Show every line in the entries below where the word "Duration" appears.

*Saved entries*
Content starts
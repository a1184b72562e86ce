//! Layout door: the pNFS metadata server side of the front-end.
//!
//! The calls that matter are LAYOUTGET and LAYOUTRETURN; READ, WRITE and
//! COMMIT go straight to the pools.
//!
//! | NFS          | door                                        |
//! |--------------|---------------------------------------------|
//! | LAYOUTGET    | select a pool, start a mover, wait for it   |
//! | GETDEVICEINFO| resolve the device id to pool addresses     |
//! | LAYOUTRETURN | kill the mover, wait for it to go away      |
//!
//! Pool reports come in through [`LayoutDoor::handle_event`].

mod error;
mod layout;

use std::sync::Arc;
use std::time::{Duration, Instant};

use serde::Serialize;
use tracing::{Instrument, debug, info, info_span, warn};

use crate::config::AppConfig;
use crate::core::device::{Device, DeviceAddr, DeviceId, LayoutType, MDS_DEVICE_ID, RoundRobinStripingPattern};
use crate::core::ledger::TransferLedger;
use crate::core::messaging::{CellPath, DoorEvent, DoorMessage, MessageBus, PoolReady, TransferFinished};
use crate::core::namespace::{FileHandle, FileKind, Inode, Namespace};
use crate::core::notifications::{NotificationChannel, TransferEvent};
use crate::core::registry::DeviceRegistry;
use crate::core::selection::{PoolSelector, RetryPolicy};
use crate::core::state::{StateHandler, StateId};
use crate::core::transfer::{IoMode, Transfer, TransferError, TransferInfo};
use crate::logging::LogThrottle;

pub use error::{NfsError, map_selection_error, status};
pub use layout::{CallContext, Layout, LayoutSegment, NFS4_UINT64_MAX};

#[derive(Debug, Clone)]
pub struct DoorOptions {
    pub cell_name: String,
    pub io_queue: Option<String>,
    pub reply_timeout: Duration,
    pub mover_kill_timeout: Duration,
    pub retry_policy: RetryPolicy,
    pub stripe_unit: u32,
}

impl From<&AppConfig> for DoorOptions {
    fn from(config: &AppConfig) -> Self {
        Self {
            cell_name: config.cell_name.clone(),
            io_queue: config.io_queue.clone(),
            reply_timeout: config.reply_timeout(),
            mover_kill_timeout: config.mover_kill_timeout(),
            retry_policy: config.retry_policy(),
            stripe_unit: config.stripe_unit,
        }
    }
}

impl Default for DoorOptions {
    fn default() -> Self {
        Self::from(&AppConfig::default())
    }
}

#[derive(Debug, Clone, Serialize)]
pub struct PoolEntry {
    pub pool: String,
    pub device: Arc<Device>,
}

#[derive(Debug, Clone, Serialize)]
pub struct DoorInfo {
    pub cell_name: String,
    pub io_queue: Option<String>,
    pub pools: usize,
    pub active_transfers: usize,
    pub open_states: usize,
    pub uptime_secs: u64,
}

/// Result of an administrative mover kill.
#[derive(Debug, Clone, Copy, PartialEq, Eq, Serialize)]
#[serde(rename_all = "snake_case")]
pub enum KillOutcome {
    /// Killed through the transfer it belonged to; the transfer is gone.
    Transfer,
    /// No transfer of ours owns the mover; the kill was sent as is.
    Sent,
}

pub struct LayoutDoor {
    options: DoorOptions,
    registry: DeviceRegistry,
    ledger: TransferLedger,
    states: StateHandler,
    selector: Arc<dyn PoolSelector>,
    bus: Arc<dyn MessageBus>,
    namespace: Arc<dyn Namespace>,
    notifier: Option<Arc<dyn NotificationChannel>>,
    started_at: Instant,
    orphan_log: LogThrottle,
}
Content ends
*RESPONSE BOX*
use std::time::{Duration, Instant};
    pub reply_timeout: Duration,
    pub mover_kill_timeout: Duration,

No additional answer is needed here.